___ Source information ___
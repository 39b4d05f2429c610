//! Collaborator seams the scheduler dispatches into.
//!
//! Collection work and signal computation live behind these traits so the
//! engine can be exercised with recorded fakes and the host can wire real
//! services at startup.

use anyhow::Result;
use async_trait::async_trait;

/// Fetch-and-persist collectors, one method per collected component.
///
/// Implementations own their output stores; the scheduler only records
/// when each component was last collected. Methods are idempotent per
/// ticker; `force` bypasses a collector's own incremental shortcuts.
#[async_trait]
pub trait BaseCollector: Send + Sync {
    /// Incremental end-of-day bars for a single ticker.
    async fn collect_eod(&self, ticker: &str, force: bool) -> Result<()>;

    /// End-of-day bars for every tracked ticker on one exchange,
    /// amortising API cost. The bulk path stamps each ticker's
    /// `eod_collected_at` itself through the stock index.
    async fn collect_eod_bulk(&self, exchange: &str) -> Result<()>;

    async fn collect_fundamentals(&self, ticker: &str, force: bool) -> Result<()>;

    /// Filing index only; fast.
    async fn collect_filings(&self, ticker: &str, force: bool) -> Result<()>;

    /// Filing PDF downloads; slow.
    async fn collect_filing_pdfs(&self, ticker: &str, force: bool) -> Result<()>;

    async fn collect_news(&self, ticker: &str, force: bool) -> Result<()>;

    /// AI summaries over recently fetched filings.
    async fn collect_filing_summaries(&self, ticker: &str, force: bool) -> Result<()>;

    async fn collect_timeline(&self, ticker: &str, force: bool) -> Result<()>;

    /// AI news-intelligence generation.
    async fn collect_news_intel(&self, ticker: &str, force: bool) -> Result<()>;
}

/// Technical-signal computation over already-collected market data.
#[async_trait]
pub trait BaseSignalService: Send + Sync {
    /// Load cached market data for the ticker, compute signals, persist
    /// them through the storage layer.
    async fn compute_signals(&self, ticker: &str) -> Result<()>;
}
___
___ Source information ___
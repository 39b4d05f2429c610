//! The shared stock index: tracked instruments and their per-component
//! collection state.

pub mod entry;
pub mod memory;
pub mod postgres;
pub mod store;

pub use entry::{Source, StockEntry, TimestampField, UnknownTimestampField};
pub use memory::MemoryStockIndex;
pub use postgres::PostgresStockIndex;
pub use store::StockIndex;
___
**The task**.
Starting at the line that has "pub use postgres::PostgresStockIndex;" in the records above, restate word for word every line until the one that has "pub use store::StockIndex;", and include that one as well.

**Written solution**.
pub use postgres::PostgresStockIndex;
pub use store::StockIndex;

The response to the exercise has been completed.